Every line of the entries below that mentions "orchestrator" is to be copied out.

> [Dataset entries]
——

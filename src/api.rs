//! Wire-level exchange API: request/response shapes and the HTTP transport.
//!
//! Every network call funnels through [`HttpExchangeApi::request`], which
//! attaches the bearer token, serializes structured bodies as JSON, passes
//! raw bytes through untouched, and wraps transport failures uniformly with
//! the environment name attached.

use async_trait::async_trait;
use reqwest::Method;
use reqwest::header::CONTENT_TYPE;
use rust_decimal::Decimal;
use serde::{Deserialize, Serialize, de::DeserializeOwned};

use crate::environment::Environment;
use crate::error::KsefError;

/// Tax-identifier context sent with authentication requests.
#[derive(Debug, Clone, Serialize)]
#[serde(rename_all = "camelCase")]
pub struct ContextIdentifier {
    #[serde(rename = "type")]
    pub identifier_type: String,
    pub value: String,
}

impl ContextIdentifier {
    pub fn nip(value: &str) -> Self {
        Self {
            identifier_type: "Nip".into(),
            value: value.into(),
        }
    }
}

#[derive(Debug, Clone, Serialize)]
#[serde(rename_all = "camelCase")]
struct ChallengeRequest {
    context_identifier: ContextIdentifier,
}

#[derive(Debug, Clone, Deserialize, Default)]
#[serde(rename_all = "camelCase")]
pub struct ChallengeResponse {
    pub challenge: Option<String>,
    /// Epoch milliseconds or an RFC 3339 string, depending on endpoint
    /// version; the orchestrator normalizes it.
    pub timestamp: Option<serde_json::Value>,
}

#[derive(Debug, Clone, Serialize)]
#[serde(rename_all = "camelCase")]
pub struct TokenProofRequest {
    pub challenge: String,
    pub context_identifier: ContextIdentifier,
    pub encrypted_token: String,
}

#[derive(Debug, Clone, Deserialize, Default)]
#[serde(rename_all = "camelCase")]
pub struct SubmitProofResponse {
    pub reference_number: Option<String>,
}

#[derive(Debug, Clone, Deserialize, Default)]
#[serde(rename_all = "camelCase")]
pub struct AuthStatusResponse {
    pub processing_code: Option<i32>,
    pub processing_description: Option<String>,
}

#[derive(Debug, Clone, Deserialize, Default)]
#[serde(rename_all = "camelCase")]
pub struct RedeemResponse {
    pub access_token: Option<String>,
    pub refresh_token: Option<String>,
}

#[derive(Debug, Clone, Deserialize)]
#[serde(rename_all = "camelCase")]
struct CertificateListResponse {
    #[serde(default)]
    certificates: Vec<ExchangeCertificate>,
}

/// One entry of the exchange's published certificate list.
#[derive(Debug, Clone, Serialize, Deserialize)]
#[serde(rename_all = "camelCase")]
pub struct ExchangeCertificate {
    /// Base64 DER.
    pub certificate: String,
    /// Declared usages, e.g. "KsefTokenEncryption".
    #[serde(default)]
    pub usage: Vec<String>,
}

#[derive(Debug, Clone, Deserialize, Default)]
#[serde(rename_all = "camelCase")]
pub struct OpenSessionResponse {
    pub reference_number: Option<String>,
}

#[derive(Debug, Clone, Deserialize, Default)]
#[serde(rename_all = "camelCase")]
pub struct SendInvoiceResponse {
    pub reference_number: Option<String>,
    pub element_reference_number: Option<String>,
    pub processing_code: Option<i32>,
    pub processing_description: Option<String>,
}

#[derive(Debug, Clone, Deserialize, Default)]
#[serde(rename_all = "camelCase")]
pub struct InvoiceStatusResponse {
    pub processing_code: Option<i32>,
    pub processing_description: Option<String>,
    pub ksef_reference_number: Option<String>,
    pub acquisition_timestamp: Option<String>,
}

#[derive(Debug, Clone, Serialize)]
#[serde(rename_all = "camelCase")]
pub struct InvoiceQueryRequest {
    /// "subject1" (caller is issuer) or "subject2" (caller is recipient).
    pub subject_type: String,
    pub acquisition_timestamp_from: String,
    pub acquisition_timestamp_to: String,
}

#[derive(Debug, Clone, Deserialize)]
#[serde(rename_all = "camelCase")]
struct QueryInvoicesResponse {
    #[serde(default)]
    invoices: Vec<InvoiceSummaryWire>,
}

#[derive(Debug, Clone, Deserialize, Default)]
#[serde(rename_all = "camelCase")]
pub struct InvoiceSummaryWire {
    pub ksef_reference_number: Option<String>,
    pub invoice_reference_number: Option<String>,
    pub invoice_date: Option<String>,
    pub subject_name: Option<String>,
    pub subject_tax_id: Option<String>,
    pub gross_amount: Option<Decimal>,
}

/// The exchange's wire operations, one method per endpoint.
///
/// The production implementation is [`HttpExchangeApi`]; tests drive the
/// orchestrator and session client through deterministic fakes.
#[async_trait]
pub trait ExchangeApi: Send + Sync {
    fn environment(&self) -> Environment;

    async fn auth_challenge(&self, tax_id: &str) -> Result<ChallengeResponse, KsefError>;

    async fn submit_token_proof(
        &self,
        request: &TokenProofRequest,
    ) -> Result<SubmitProofResponse, KsefError>;

    async fn submit_signature_proof(
        &self,
        signed_xml: &[u8],
    ) -> Result<SubmitProofResponse, KsefError>;

    async fn auth_status(&self, reference_number: &str) -> Result<AuthStatusResponse, KsefError>;

    async fn redeem_tokens(&self, reference_number: &str) -> Result<RedeemResponse, KsefError>;

    async fn certificate_list(&self) -> Result<Vec<ExchangeCertificate>, KsefError>;

    async fn open_session(&self, bearer: &str) -> Result<OpenSessionResponse, KsefError>;

    async fn close_session(&self, bearer: &str, session_ref: &str) -> Result<(), KsefError>;

    async fn send_invoice(
        &self,
        bearer: &str,
        session_ref: &str,
        invoice_xml: &[u8],
    ) -> Result<SendInvoiceResponse, KsefError>;

    async fn invoice_status(
        &self,
        bearer: &str,
        session_ref: &str,
        invoice_ref: &str,
    ) -> Result<InvoiceStatusResponse, KsefError>;

    async fn query_invoices(
        &self,
        bearer: &str,
        query: &InvoiceQueryRequest,
    ) -> Result<Vec<InvoiceSummaryWire>, KsefError>;

    async fn fetch_invoice(&self, bearer: &str, ksef_number: &str) -> Result<String, KsefError>;
}

enum RequestBody<'a> {
    Empty,
    Json(serde_json::Value),
    Bytes(&'a [u8]),
}

/// Production transport over `reqwest`.
pub struct HttpExchangeApi {
    environment: Environment,
    http: reqwest::Client,
}

impl HttpExchangeApi {
    pub fn new(environment: Environment) -> Result<Self, KsefError> {
        let http = reqwest::Client::builder()
            .timeout(std::time::Duration::from_secs(30))
            .build()
            .map_err(|e| KsefError::Connection {
                environment: environment.name(),
                message: e.to_string(),
            })?;
        Ok(Self { environment, http })
    }

    async fn request(
        &self,
        method: Method,
        path: &str,
        body: RequestBody<'_>,
        bearer: Option<&str>,
    ) -> Result<String, KsefError> {
        let url = format!("{}{}", self.environment.base_url(), path);
        let mut req = self.http.request(method, &url);
        if let Some(token) = bearer {
            req = req.bearer_auth(token);
        }
        req = match body {
            RequestBody::Empty => req,
            RequestBody::Json(value) => req.json(&value),
            RequestBody::Bytes(bytes) => req
                .header(CONTENT_TYPE, "application/octet-stream")
                .body(bytes.to_vec()),
        };

        let response = req.send().await.map_err(|e| KsefError::Connection {
            environment: self.environment.name(),
            message: e.to_string(),
        })?;
        let status = response.status();
        let text = response.text().await.map_err(|e| KsefError::Connection {
            environment: self.environment.name(),
            message: e.to_string(),
        })?;
        if !status.is_success() {
            return Err(KsefError::Http {
                status: status.as_u16(),
                body: text,
            });
        }
        Ok(text)
    }

    fn parse<T: DeserializeOwned>(body: &str) -> Result<T, KsefError> {
        serde_json::from_str(body)
            .map_err(|e| KsefError::Protocol(format!("unexpected response shape: {e}")))
    }

    fn json<T: Serialize>(value: &T) -> Result<RequestBody<'static>, KsefError> {
        serde_json::to_value(value)
            .map(RequestBody::Json)
            .map_err(|e| KsefError::Protocol(format!("request serialization failed: {e}")))
    }
}

#[async_trait]
impl ExchangeApi for HttpExchangeApi {
    fn environment(&self) -> Environment {
        self.environment
    }

    async fn auth_challenge(&self, tax_id: &str) -> Result<ChallengeResponse, KsefError> {
        let body = Self::json(&ChallengeRequest {
            context_identifier: ContextIdentifier::nip(tax_id),
        })?;
        let text = self.request(Method::POST, "/auth/challenge", body, None).await?;
        Self::parse(&text)
    }

    async fn submit_token_proof(
        &self,
        request: &TokenProofRequest,
    ) -> Result<SubmitProofResponse, KsefError> {
        let body = Self::json(request)?;
        let text = self.request(Method::POST, "/auth/ksef-token", body, None).await?;
        Self::parse(&text)
    }

    async fn submit_signature_proof(
        &self,
        signed_xml: &[u8],
    ) -> Result<SubmitProofResponse, KsefError> {
        let text = self
            .request(
                Method::POST,
                "/auth/xades-signature",
                RequestBody::Bytes(signed_xml),
                None,
            )
            .await?;
        Self::parse(&text)
    }

    async fn auth_status(&self, reference_number: &str) -> Result<AuthStatusResponse, KsefError> {
        let path = format!("/auth/{reference_number}");
        let text = self.request(Method::GET, &path, RequestBody::Empty, None).await?;
        Self::parse(&text)
    }

    async fn redeem_tokens(&self, reference_number: &str) -> Result<RedeemResponse, KsefError> {
        let body = RequestBody::Json(serde_json::json!({
            "referenceNumber": reference_number,
        }));
        let text = self.request(Method::POST, "/auth/token/redeem", body, None).await?;
        Self::parse(&text)
    }

    async fn certificate_list(&self) -> Result<Vec<ExchangeCertificate>, KsefError> {
        let text = self
            .request(
                Method::GET,
                "/security/public-key-certificates",
                RequestBody::Empty,
                None,
            )
            .await?;
        let parsed: CertificateListResponse = Self::parse(&text)?;
        Ok(parsed.certificates)
    }

    async fn open_session(&self, bearer: &str) -> Result<OpenSessionResponse, KsefError> {
        let text = self
            .request(
                Method::POST,
                "/online/session/open",
                RequestBody::Empty,
                Some(bearer),
            )
            .await?;
        Self::parse(&text)
    }

    async fn close_session(&self, bearer: &str, session_ref: &str) -> Result<(), KsefError> {
        let body = RequestBody::Json(serde_json::json!({
            "referenceNumber": session_ref,
        }));
        self.request(Method::POST, "/online/session/close", body, Some(bearer))
            .await?;
        Ok(())
    }

    async fn send_invoice(
        &self,
        bearer: &str,
        session_ref: &str,
        invoice_xml: &[u8],
    ) -> Result<SendInvoiceResponse, KsefError> {
        let path = format!("/online/session/{session_ref}/invoice");
        let text = self
            .request(
                Method::PUT,
                &path,
                RequestBody::Bytes(invoice_xml),
                Some(bearer),
            )
            .await?;
        Self::parse(&text)
    }

    async fn invoice_status(
        &self,
        bearer: &str,
        session_ref: &str,
        invoice_ref: &str,
    ) -> Result<InvoiceStatusResponse, KsefError> {
        let path = format!("/online/session/{session_ref}/invoice/{invoice_ref}/status");
        let text = self
            .request(Method::GET, &path, RequestBody::Empty, Some(bearer))
            .await?;
        Self::parse(&text)
    }

    async fn query_invoices(
        &self,
        bearer: &str,
        query: &InvoiceQueryRequest,
    ) -> Result<Vec<InvoiceSummaryWire>, KsefError> {
        let body = Self::json(query)?;
        let text = self
            .request(Method::POST, "/invoice/query", body, Some(bearer))
            .await?;
        let parsed: QueryInvoicesResponse = Self::parse(&text)?;
        Ok(parsed.invoices)
    }

    async fn fetch_invoice(&self, bearer: &str, ksef_number: &str) -> Result<String, KsefError> {
        let path = format!("/invoice/{ksef_number}");
        self.request(Method::GET, &path, RequestBody::Empty, Some(bearer))
            .await
    }
}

——

> [Answer to this exercise]
    /// version; the orchestrator normalizes it.
/// orchestrator and session client through deterministic fakes.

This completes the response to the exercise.